5 février 2014 : Vote blanc ( rapport - deuxième lecture )

EXAMEN EN COMMISSION

Mercredi 5 février 2014

M. François Zocchetto, rapporteur. - Le 28 février 2013, nous avons adopté en première lecture cette proposition de loi sur la reconnaissance du vote blanc. L'Assemblée nationale s'est ensuite prononcée et les deux chambres sont d'accord sur le décompte séparé des bulletins blancs sans intégration aux suffrages exprimés. Il s'agit donc de relater la réalité du vote en distinguant les bulletins blancs des bulletins nuls.

Trois articles de la proposition de loi restent en discussion : à l'article 2 bis, il ne s'agit que d'une coordination au sein du code électoral. L'article 5 concerne la date d'entrée en vigueur de la loi : nous avions prévu, à l'initiative de M. Richard, une entrée en vigueur au 1er mars 2014. L'Assemblée nationale a prévu de reporter cette date d'un mois. La reconnaissance du vote blanc se fera donc à partir de l'élection des députés européens.

Enfin, l'article 1er était le principal sujet de discussion entre l'Assemblée nationale et le Sénat puisqu'en première lecture, l'Assemblée avait prévu que pour voter blanc, un électeur pourrait soit introduire un bulletin blanc, soit déposer une enveloppe vide. Nous avions eu ici de longues discussions sur ce point : il me parait désormais raisonnable de retenir la formule retenue à deux reprises par les députés. D'ailleurs, au sein de la commission et sur les bancs du Sénat, nombreux aussi étaient ceux qui étaient favorables à cette solution. Il apparait en effet que le dépôt de bulletins blancs aux côtés des bulletins de vote serait trop coûteux et pourrait être une forme d'incitation au vote blanc.

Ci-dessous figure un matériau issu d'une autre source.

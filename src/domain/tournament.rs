// src/domain/tournament.rs

use serde::{Deserialize, Serialize};
use thiserror::Error;

use crate::domain::{TeamId, TournamentId};

/// Настройки турнира, которые приходят при создании через фронт.
#[derive(Clone, Debug, Serialize, Deserialize, PartialEq, Eq)]
#[serde(rename_all = "camelCase")]
pub struct TournamentSettings {
    /// Название турнира.
    pub name: String,

    /// Дисциплина (название игры).
    pub game_name: String,

    /// Длительность одного матча в минутах.
    pub match_duration: u32,

    /// Перерыв между матчами в минутах.
    pub break_duration: u32,

    /// Дедлайн регистрации (Unix timestamp, секунды UTC).
    ///
    /// 0 – без дедлайна.
    pub dead_line_ts: u64,

    /// Максимальное количество команд.
    pub nb_team: u32,
}

impl TournamentSettings {
    /// Жёсткая валидация настроек.
    pub fn validate(&self) -> Result<(), TournamentError> {
        if self.name.trim().is_empty() {
            return Err(TournamentError::InvalidSettings(
                "TournamentSettings: name is empty".into(),
            ));
        }

        if self.game_name.trim().is_empty() {
            return Err(TournamentError::InvalidSettings(
                "TournamentSettings: game_name is empty".into(),
            ));
        }

        if self.match_duration == 0 {
            return Err(TournamentError::InvalidSettings(
                "TournamentSettings: match_duration = 0".into(),
            ));
        }

        if self.nb_team < 2 {
            return Err(TournamentError::InvalidSettings(
                "TournamentSettings: nb_team must be >= 2".into(),
            ));
        }

        Ok(())
    }
}

/// Статус турнира.
#[derive(Clone, Copy, Debug, Serialize, Deserialize, PartialEq, Eq)]
pub enum TournamentStatus {
    /// Команды регистрируются, сетки ещё нет.
    Registering,
    /// Сетка построена, идут матчи.
    Running,
    /// Финал сыгран.
    Finished,
}

/// Ошибки турнирной логики.
#[derive(Debug, Error, Clone, PartialEq, Eq)]
pub enum TournamentError {
    #[error("Некорректные настройки турнира: {0}")]
    InvalidSettings(String),

    #[error("Турнир {tournament_id} не найден")]
    TournamentNotFound { tournament_id: TournamentId },

    #[error("Турнир {tournament_id} уже существует")]
    TournamentExists { tournament_id: TournamentId },

    #[error("Id 0 зарезервирован: {0}")]
    ReservedId(String),

    #[error("Турнир {tournament_id} заполнен")]
    TournamentFull { tournament_id: TournamentId },

    #[error("Команда {team_id} уже зарегистрирована в турнире {tournament_id}")]
    AlreadyRegistered {
        team_id: TeamId,
        tournament_id: TournamentId,
    },

    #[error("Неверный статус турнира: ожидали {expected:?}, сейчас {found:?}")]
    InvalidStatus {
        expected: TournamentStatus,
        found: TournamentStatus,
    },

    #[error("Для сетки нужно минимум 2 команды, зарегистрировано {registered}")]
    NotEnoughTeams { registered: u32 },
}

/// Основной объект турнира.
#[derive(Clone, Debug, Serialize, Deserialize, PartialEq, Eq)]
pub struct Tournament {
    pub id: TournamentId,
    /// Username организатора.
    pub organizer: String,
    pub settings: TournamentSettings,
    pub status: TournamentStatus,
    /// Зарегистрированные команды в порядке регистрации.
    ///
    /// Этот порядок и есть порядок состава для `build_initial_matches`.
    pub teams: Vec<TeamId>,
    /// Username'ы судей.
    pub referees: Vec<String>,
    /// Победитель (когда финал сыгран).
    pub champion: Option<TeamId>,
}

impl Tournament {
    pub fn new(
        id: TournamentId,
        organizer: impl Into<String>,
        settings: TournamentSettings,
    ) -> Result<Self, TournamentError> {
        if id == 0 {
            return Err(TournamentError::ReservedId("tournament id".into()));
        }
        settings.validate()?;

        Ok(Self {
            id,
            organizer: organizer.into(),
            settings,
            status: TournamentStatus::Registering,
            teams: Vec::new(),
            referees: Vec::new(),
            champion: None,
        })
    }

    /// Регистрируем команду (пока турнир в статусе Registering).
    pub fn register_team(&mut self, team_id: TeamId) -> Result<(), TournamentError> {
        self.expect_status(TournamentStatus::Registering)?;

        // 0 занят заглушкой "none", сетку с такой командой не построить.
        if team_id == 0 {
            return Err(TournamentError::ReservedId("team id".into()));
        }

        if self.teams.len() as u32 >= self.settings.nb_team {
            return Err(TournamentError::TournamentFull {
                tournament_id: self.id,
            });
        }

        if self.teams.contains(&team_id) {
            return Err(TournamentError::AlreadyRegistered {
                team_id,
                tournament_id: self.id,
            });
        }

        self.teams.push(team_id);
        Ok(())
    }

    /// Добавить судью. Повторное добавление игнорируется.
    pub fn add_referee(&mut self, username: impl Into<String>) {
        let username = username.into();
        if !self.referees.contains(&username) {
            self.referees.push(username);
        }
    }

    /// Закрыть регистрацию: дальше работаем с сеткой.
    pub fn start(&mut self) -> Result<(), TournamentError> {
        self.expect_status(TournamentStatus::Registering)?;

        if self.teams.len() < 2 {
            return Err(TournamentError::NotEnoughTeams {
                registered: self.teams.len() as u32,
            });
        }

        self.status = TournamentStatus::Running;
        Ok(())
    }

    /// Зафиксировать победителя.
    pub fn finish(&mut self, champion: TeamId) -> Result<(), TournamentError> {
        self.expect_status(TournamentStatus::Running)?;

        self.champion = Some(champion);
        self.status = TournamentStatus::Finished;
        Ok(())
    }

    fn expect_status(&self, expected: TournamentStatus) -> Result<(), TournamentError> {
        if self.status != expected {
            return Err(TournamentError::InvalidStatus {
                expected,
                found: self.status,
            });
        }
        Ok(())
    }
}
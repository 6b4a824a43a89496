// src/bin/bracket_dev_cli.rs

use bracket_engine::bracket::{BracketView, Slot};
use bracket_engine::domain::config::BracketConfig;
use bracket_engine::domain::referee::Referee;
use bracket_engine::domain::team::Team;
use bracket_engine::domain::tournament::TournamentSettings;
use bracket_engine::infra::ids::IdGenerator;
use bracket_engine::infra::mapping::matches_to_json;
use bracket_engine::infra::persistence::{BracketStorage, InMemoryBracketStorage};
use bracket_engine::infra::session::SessionContext;
use bracket_engine::tournament::{LobbyError, TournamentLobby};
use tracing_subscriber::EnvFilter;

fn main() {
    setup_tracing();

    // Размер состава можно передать первым аргументом: `bracket_dev_cli 7`.
    let team_count: usize = std::env::args()
        .nth(1)
        .and_then(|a| a.parse().ok())
        .unwrap_or(5);

    println!("=== BRACKET DEV CLI ({team_count} teams) ===\n");

    if let Err(err) = run(team_count) {
        eprintln!("Ошибка: {err}");
        std::process::exit(1);
    }

    println!("=== BRACKET DEV CLI DONE ===");
}

fn setup_tracing() {
    let filter = EnvFilter::try_from_default_env().unwrap_or_else(|_| EnvFilter::new("info"));

    tracing_subscriber::fmt()
        .with_env_filter(filter)
        .with_target(false)
        .init();
}

fn run(team_count: usize) -> Result<(), LobbyError> {
    let ids = IdGenerator::new();
    let session = SessionContext::authenticated("organizer", "dev-token");
    let mut lobby = TournamentLobby::new(InMemoryBracketStorage::new(), BracketConfig::default())?;

    let settings = TournamentSettings {
        name: "Dev Cup".to_string(),
        game_name: "Rocket League".to_string(),
        match_duration: 15,
        break_duration: 5,
        dead_line_ts: 0,
        nb_team: team_count.max(2) as u32,
    };

    let tournament_id = ids.next_tournament_id();
    lobby.create_tournament(&session, tournament_id, settings)?;
    lobby.add_referee(&session, tournament_id, "referee")?;

    for n in 1..=team_count {
        let team =
            Team::new(ids.next_team_id(), format!("Team {n}")).with_leader(format!("captain{n}"));
        lobby.register_team(&session, tournament_id, &team)?;
    }

    let matches = lobby.generate_bracket(&session, tournament_id, None)?;
    println!("Сохранено матчей: {}", matches.len());
    match matches_to_json(&matches) {
        Ok(json) => println!("JSON для бэкенда: {json}\n"),
        Err(err) => println!("JSON не собрался: {err}\n"),
    }

    print_view(&lobby.bracket_view(tournament_id, None)?);

    // Играем сетку до конца: в каждом готовом матче побеждает team1.
    loop {
        let matches = lobby.storage().fetch_matches(tournament_id)?;
        let Some(next) = matches
            .iter()
            .filter(|m| m.is_ready() && !m.is_played())
            .max_by_key(|m| m.id_in_tournament)
        else {
            break;
        };

        println!("Матч #{}: счёт 2:1", next.id_in_tournament);
        lobby.report_score(&session, tournament_id, next.id_in_tournament, 2, 1)?;
    }

    println!();
    print_view(&lobby.bracket_view(tournament_id, None)?);

    let tournament = lobby.get(tournament_id)?;
    println!(
        "Статус: {:?}, победитель: {:?}\n",
        tournament.status, tournament.champion
    );

    Ok(())
}

fn print_view(view: &BracketView<Referee>) {
    for round in &view.rounds {
        println!("Раунд {}:", round.number);
        for game in &round.games {
            println!(
                "    #{:<3} {:<12} vs {:<12} | {}",
                game.match_record.id_in_tournament,
                slot_label(&game.team1),
                slot_label(&game.team2),
                score_label(game.match_record.score1, game.match_record.score2),
            );
        }
    }

    for issue in &view.issues {
        println!("  ! {issue}");
    }
    println!();
}

fn slot_label(slot: &Slot) -> String {
    if slot.winner {
        format!("*{}", slot.name)
    } else {
        slot.name.clone()
    }
}

fn score_label(score1: Option<u32>, score2: Option<u32>) -> String {
    match (score1, score2) {
        (Some(s1), Some(s2)) => format!("{s1}:{s2}"),
        _ => "-".to_string(),
    }
}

M. Jean-Pierre Sueur, président. - Absolument !

M. François Zocchetto, rapporteur. - Dans ce cas, demander un bulletin blanc obligerait les électeurs à le confectionner. Quid de la disparité des bulletins que l'on trouverait dans les enveloppes, quid des différentes nuances de blanc ? La solution de l'Assemblée a le mérite de la simplicité et je propose de nous y rallier et donc d'adopter la proposition de loi sans modification.

M. Jean-Pierre Sueur, président. - Merci pour la clarté de votre exposé. C'est la sagesse de prendre en l'état le texte de l'Assemblée nationale pour ne pas poursuivre la navette. Je serais vigoureusement hostile à ce qu'on impose de mettre à la disposition des électeurs des bulletins blancs ; cette solution poserait peut-être un problème constitutionnel. Je salue la sagesse de notre rapporteur qui nous suggère de prendre en l'état le texte de l'Assemblée.

M. Patrice Gélard. - Et si on trouve dans une enveloppe un bulletin vert, bleu ou rouge, est-il valable ?

M. Jean-Pierre Sueur, président. - Ce sera un bulletin nul, puisqu'il sera reconnaissable. Cela figurera dans le compte rendu de la commission et il serait bon que vous évoquiez cette question en séance publique.

M. Patrice Gélard. - Avec ce texte, on reste au milieu du gué. En réalité, on va traiter les bulletins blancs et les bulletins sans enveloppe comme aujourd'hui, sauf qu'on va décompter à part les bulletins blancs qui seront peu nombreux. Le vrai changement aurait été de dire que les bulletins blancs invalident l'élection lorsqu'il y en a plus que de bulletins s'étant portés sur les candidats. Ce système est appliqué dans certains pays avec la mention : « vote contre tous les candidats ».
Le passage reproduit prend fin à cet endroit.